Madame Selwyn. « Oui ; d’autant plus que la partie la plus légère est toujours celle qui surnage ».

Le capitaine. « Vous décidez trop tôt, madame ; et pour savoir si monsieur est plus leste de la tête, ou des talons, il faudroit que nous le vissions militaire. En attendant je parie dix guinées contre un schilling que je le culbute d’un seul coup de main, et le fais sauter dans l’étang la tête la première ».

Mylord Merton. « Va, je tiens la gageure ».

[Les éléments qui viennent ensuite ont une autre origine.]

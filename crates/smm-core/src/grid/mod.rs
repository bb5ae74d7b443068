// SPDX-License-Identifier: Apache-2.0
// © James Ross Ω FLYING•ROBOTS <https://github.com/flyingrobots>
//! Regionalization grids used by the tesselate operator.
//!
//! `h3` cells come from `h3o`, `s2` cells from the `s2` crate; cell ids are
//! the systems' own string forms (H3 hex index, S2 token). Grids work in
//! WGS84 lon/lat degrees. Cell outlines join their vertices with straight
//! lon/lat segments, so neighbouring cells still tile without gaps.
//! Cells crossing the antimeridian are not split.

mod hex;
mod sphere;

pub(crate) use hex::H3Grid;
pub(crate) use sphere::S2Grid;

use std::collections::{HashSet, VecDeque};
use std::fmt;
use std::hash::Hash;
use std::str::FromStr;

use geo::{Intersects, Polygon, Rect};

use crate::GraphError;

/// Largest number of cells a single tesselation may generate.
pub const MAX_GRID_CELLS: u64 = 2_000_000;

/// Supported grid systems.
#[derive(Debug, Clone, Copy, PartialEq, Eq, Hash)]
pub enum GridSystem {
    /// H3 hexagons (`h3`), resolutions 0..=15.
    Hex,
    /// S2 cells (`s2`), levels 0..=30.
    SphericalCell,
}

impl GridSystem {
    /// Name used in graph documents.
    pub fn name(self) -> &'static str {
        match self {
            Self::Hex => "h3",
            Self::SphericalCell => "s2",
        }
    }

    /// Highest resolution the system accepts.
    pub fn max_resolution(self) -> u8 {
        match self {
            Self::Hex => 15,
            Self::SphericalCell => 30,
        }
    }
}

impl fmt::Display for GridSystem {
    fn fmt(&self, f: &mut fmt::Formatter<'_>) -> fmt::Result {
        f.write_str(self.name())
    }
}

impl FromStr for GridSystem {
    type Err = GraphError;

    fn from_str(s: &str) -> Result<Self, Self::Err> {
        match s {
            "h3" => Ok(Self::Hex),
            "s2" => Ok(Self::SphericalCell),
            other => Err(GraphError::unsupported("grid", other)),
        }
    }
}

/// A validated grid system and resolution pair.
#[derive(Debug, Clone, Copy, PartialEq, Eq, Hash)]
pub struct GridSpec {
    system: GridSystem,
    resolution: u8,
}

impl GridSpec {
    /// Validate `resolution` against `system`.
    pub fn new(system: GridSystem, resolution: u32) -> Result<Self, GraphError> {
        match u8::try_from(resolution) {
            Ok(r) if r <= system.max_resolution() => Ok(Self {
                system,
                resolution: r,
            }),
            _ => Err(GraphError::unsupported("resolution", resolution)),
        }
    }

    /// Parse the grid name, then validate the resolution.
    pub fn parse(grid: &str, resolution: u32) -> Result<Self, GraphError> {
        Self::new(grid.parse()?, resolution)
    }

    /// Grid system.
    pub fn system(self) -> GridSystem {
        self.system
    }

    /// Resolution (hex) or level (spherical).
    pub fn resolution(self) -> u8 {
        self.resolution
    }
}

/// One grid cell.
#[derive(Debug, Clone)]
pub(crate) struct Cell {
    pub(crate) id: String,
    pub(crate) polygon: Polygon<f64>,
}

/// Produces the cells covering an extent.
pub(crate) trait Regionalizer {
    fn cells(&self, extent: Rect<f64>) -> Result<Vec<Cell>, GraphError>;
}

/// Reject estimates above [`MAX_GRID_CELLS`]. `estimate` may be non-finite.
#[allow(clippy::cast_possible_truncation, clippy::cast_sign_loss)]
pub(crate) fn check_density(estimate: f64) -> Result<(), GraphError> {
    if estimate.is_finite() && estimate <= MAX_GRID_CELLS as f64 {
        return Ok(());
    }
    Err(GraphError::GridTooDense {
        cells: if estimate.is_finite() { estimate as u64 } else { u64::MAX },
        limit: MAX_GRID_CELLS,
    })
}

/// Rough area of a lon/lat extent, erring high.
pub(crate) fn extent_km2(extent: Rect<f64>) -> f64 {
    const KM_PER_DEGREE: f64 = 111.32;
    let (lo, hi) = (extent.min().y, extent.max().y);
    let widest = if lo <= 0.0 && hi >= 0.0 {
        1.0
    } else {
        lo.abs().min(hi.abs()).to_radians().cos()
    };
    extent.width() * extent.height() * KM_PER_DEGREE * KM_PER_DEGREE * widest
}

/// Breadth-first walk from `seed` collecting every cell whose outline
/// intersects `extent`. The seed is always expanded, so an extent that falls
/// into a neighbour's outline is still found.
pub(crate) fn flood<K: Copy + Eq + Hash>(
    seed: K,
    extent: Rect<f64>,
    polygon: impl Fn(K) -> Polygon<f64>,
    neighbours: impl Fn(K) -> Vec<K>,
    id: impl Fn(K) -> String,
) -> Result<Vec<Cell>, GraphError> {
    let limit = usize::try_from(MAX_GRID_CELLS).unwrap_or(usize::MAX);
    let mut seen = HashSet::from([seed]);
    let mut queue = VecDeque::from([seed]);
    let mut cells = Vec::new();
    while let Some(key) = queue.pop_front() {
        let outline = polygon(key);
        let hit = outline.intersects(&extent);
        if hit {
            cells.push(Cell {
                id: id(key),
                polygon: outline,
            });
        }
        if !hit && key != seed {
            continue;
        }
        for next in neighbours(key) {
            if seen.insert(next) {
                queue.push_back(next);
            }
        }
        if cells.len() > limit {
            return Err(GraphError::GridTooDense {
                cells: u64::try_from(cells.len()).unwrap_or(u64::MAX),
                limit: MAX_GRID_CELLS,
            });
        }
    }
    Ok(cells)
}

#[cfg(test)]
#[allow(clippy::unwrap_used)]
mod tests {
    use super::*;

    #[test]
    fn grid_names_round_trip() {
        for system in [GridSystem::Hex, GridSystem::SphericalCell] {
            assert_eq!(system.name().parse::<GridSystem>().unwrap(), system);
        }
        assert!(matches!(
            "h4".parse::<GridSystem>(),
            Err(GraphError::UnsupportedValue { ref parameter, ref value }) if parameter == "grid" && value == "h4"
        ));
    }

    #[test]
    fn resolution_bounds_follow_the_system() {
        assert!(GridSpec::new(GridSystem::Hex, 15).is_ok());
        assert!(GridSpec::new(GridSystem::Hex, 16).is_err());
        assert!(GridSpec::new(GridSystem::SphericalCell, 30).is_ok());
        assert!(GridSpec::new(GridSystem::SphericalCell, 31).is_err());
        assert!(GridSpec::new(GridSystem::SphericalCell, 1_000).is_err());
    }

    #[test]
    fn extent_area_uses_the_widest_latitude() {
        let equator = Rect::new((0.0, -1.0), (1.0, 1.0));
        assert!((extent_km2(equator) - 2.0 * 111.32 * 111.32).abs() < 1e-6);
        let north = Rect::new((0.0, 60.0), (1.0, 61.0));
        assert!((extent_km2(north) - 111.32 * 111.32 * 0.5).abs() < 1e-6);
    }

    #[test]
    fn density_guard() {
        assert!(check_density(10.0).is_ok());
        assert!(matches!(
            check_density(f64::INFINITY),
            Err(GraphError::GridTooDense { cells: u64::MAX, .. })
        ));
        assert!(matches!(
            check_density(2_000_001.0),
            Err(GraphError::GridTooDense { cells: 2_000_001, .. })
        ));
    }
}
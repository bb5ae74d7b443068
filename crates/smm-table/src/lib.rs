// SPDX-License-Identifier: Apache-2.0
// © James Ross Ω FLYING•ROBOTS <https://github.com/flyingrobots>
//! Geometric tables for smm layer graphs.
//!
//! `smm-table` owns the value that flows between layers: a [`Table`] of
//! features (optional geometry plus attributes) tagged with an optional
//! [`Crs`]. It also owns the file-format boundary: a [`FormatRegistry`] that
//! dispatches on file extension and hands out [`LoaderHandle`]s which load
//! lazily and write back on request.
//!
//! # Absence Semantics
//!
//! A loader pointed at a file that does not exist yields an empty table. This
//! is not an error: graphs routinely declare layers before their files exist.
#![forbid(unsafe_code)]

pub mod crs;
pub mod format;
mod table;

pub use crs::{Crs, CrsError, Reprojection};
pub use format::{Format, FormatError, FormatRegistry, GeoJsonFormat, LoaderHandle};
pub use table::{Attributes, Feature, Table};

/// Attribute value type used in feature attribute maps.
pub use serde_json::Value;
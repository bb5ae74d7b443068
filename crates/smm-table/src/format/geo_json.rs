// SPDX-License-Identifier: Apache-2.0
// © James Ross Ω FLYING•ROBOTS <https://github.com/flyingrobots>
//! GeoJSON (RFC 7946) format.
//!
//! Tables are written as a single `FeatureCollection`. Non-WGS84 tables carry
//! the legacy `crs` member so projected layers read back with the right CRS.

use std::fs;
use std::path::Path;

use geo::Geometry;
use geojson::{FeatureCollection, GeoJson, JsonObject, JsonValue};

use super::{Format, FormatError};
use crate::{Crs, Feature, Table};

/// GeoJSON reader/writer registered under `.geojson`.
#[derive(Debug, Clone, Copy, Default)]
pub struct GeoJsonFormat;

impl Format for GeoJsonFormat {
    fn extension(&self) -> &'static str {
        ".geojson"
    }

    fn read(&self, path: &Path) -> Result<Table, FormatError> {
        let text = fs::read_to_string(path).map_err(|source| FormatError::Io {
            path: path.to_path_buf(),
            source,
        })?;
        let document: GeoJson = text.parse().map_err(|e| decode_error(path, &e))?;
        let (features, crs) = match document {
            GeoJson::FeatureCollection(fc) => {
                let crs = fc.foreign_members.as_ref().and_then(legacy_crs);
                (fc.features, crs)
            }
            GeoJson::Feature(feature) => (vec![feature], None),
            GeoJson::Geometry(geometry) => (
                vec![geojson::Feature {
                    bbox: None,
                    geometry: Some(geometry),
                    id: None,
                    properties: None,
                    foreign_members: None,
                }],
                None,
            ),
        };

        let mut rows = Vec::with_capacity(features.len());
        for feature in features {
            let geometry = match feature.geometry {
                Some(g) => Some(Geometry::<f64>::try_from(g).map_err(|e| decode_error(path, &e))?),
                None => None,
            };
            rows.push(Feature {
                geometry,
                attributes: feature.properties.unwrap_or_default().into_iter().collect(),
            });
        }
        Ok(Table::from_features(Some(crs.unwrap_or(Crs::WGS84)), rows))
    }

    fn write(&self, path: &Path, table: &Table) -> Result<(), FormatError> {
        let features = table
            .iter()
            .map(|f| geojson::Feature {
                bbox: None,
                geometry: f
                    .geometry
                    .as_ref()
                    .map(|g| geojson::Geometry::new(geojson::Value::from(g))),
                id: None,
                properties: Some(
                    f.attributes
                        .iter()
                        .map(|(k, v)| (k.clone(), v.clone()))
                        .collect::<JsonObject>(),
                ),
                foreign_members: None,
            })
            .collect();
        let foreign_members = table
            .crs()
            .filter(|crs| *crs != Crs::WGS84)
            .map(|crs| {
                let mut members = JsonObject::new();
                members.insert(
                    "crs".to_string(),
                    serde_json::json!({
                        "type": "name",
                        "properties": { "name": format!("urn:ogc:def:crs:EPSG::{}", crs.code()) }
                    }),
                );
                members
            });
        let collection = FeatureCollection {
            bbox: None,
            features,
            foreign_members,
        };
        fs::write(path, GeoJson::from(collection).to_string()).map_err(|source| FormatError::Io {
            path: path.to_path_buf(),
            source,
        })
    }
}

fn legacy_crs(members: &JsonObject) -> Option<Crs> {
    members
        .get("crs")
        .and_then(|crs| crs.pointer("/properties/name"))
        .and_then(JsonValue::as_str)
        .and_then(|name| name.parse().ok())
}

fn decode_error(path: &Path, err: &geojson::Error) -> FormatError {
    FormatError::Decode {
        path: path.to_path_buf(),
        message: err.to_string(),
    }
}
// SPDX-License-Identifier: Apache-2.0
// © James Ross Ω FLYING•ROBOTS <https://github.com/flyingrobots>
//! S2 cells at a fixed level.

use geo::{Coord, LineString, Polygon, Rect};
use s2::cell::Cell as S2Cell;
use s2::cellid::CellID;
use s2::latlng::LatLng;

use super::{check_density, extent_km2, flood, Cell, Regionalizer};
use crate::GraphError;

/// Surface of the earth in square kilometres.
const EARTH_KM2: f64 = 510_065_621.7;

#[derive(Debug, Clone, Copy)]
pub(crate) struct S2Grid {
    level: u64,
}

impl S2Grid {
    pub(crate) fn new(level: u8) -> Self {
        Self {
            level: u64::from(level),
        }
    }

    /// Mean cell area at this level: six faces, each split in four per level.
    #[allow(clippy::cast_possible_truncation, clippy::cast_possible_wrap)]
    fn cell_km2(self) -> f64 {
        EARTH_KM2 / 6.0 / 4f64.powi(self.level as i32)
    }
}

fn polygon(id: CellID) -> Polygon<f64> {
    let cell = S2Cell::from(id);
    let ring: Vec<Coord<f64>> = (0..4)
        .map(|k| {
            let ll = LatLng::from(cell.vertex(k));
            Coord {
                x: ll.lng.deg(),
                y: ll.lat.deg(),
            }
        })
        .collect();
    Polygon::new(LineString::from(ring), vec![])
}

impl Regionalizer for S2Grid {
    fn cells(&self, extent: Rect<f64>) -> Result<Vec<Cell>, GraphError> {
        check_density(extent_km2(extent) / self.cell_km2())?;
        let center = extent.center();
        let seed = CellID::from(LatLng::from_degrees(center.y, center.x)).parent(self.level);
        flood(
            seed,
            extent,
            polygon,
            |id| id.edge_neighbors().to_vec(),
            |id| id.to_token(),
        )
    }
}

Le capitaine. « Oui dà ! — eh bien ! l’affaire sera faite avant que vous ayez le temps de compter quatre ».

M. Lovel. « Mais voilà qui est plaisant ! je ne vois pas, messieurs, quel droit vous avez de faire des paris sur ma tête, sans avoir demandé mon consentement ». Et pour plus de précaution, il se retira en même temps de la fenêtre.

M. Coverley. « Vous n’y êtes pas, Lovel ; on peut faire des gageures sur vous tant qu’on veut, votre consentement n’y est nullement nécessaire. Le capitaine parieroit, s’il en avoit l’envie, que votre nez est de couleur bleu céleste ».

Madame Selwyn. « Ou bien que les graces de votre esprit l’emportent sur celles de votre corps, — ou enfin telle autre absurdité ».

M. Lovel. « Je vous assure qu’on s’arroge là un privilège qui me déplaît fort, et je pourrois vous prier de ne pas pousser plus loin ces petites libertés ».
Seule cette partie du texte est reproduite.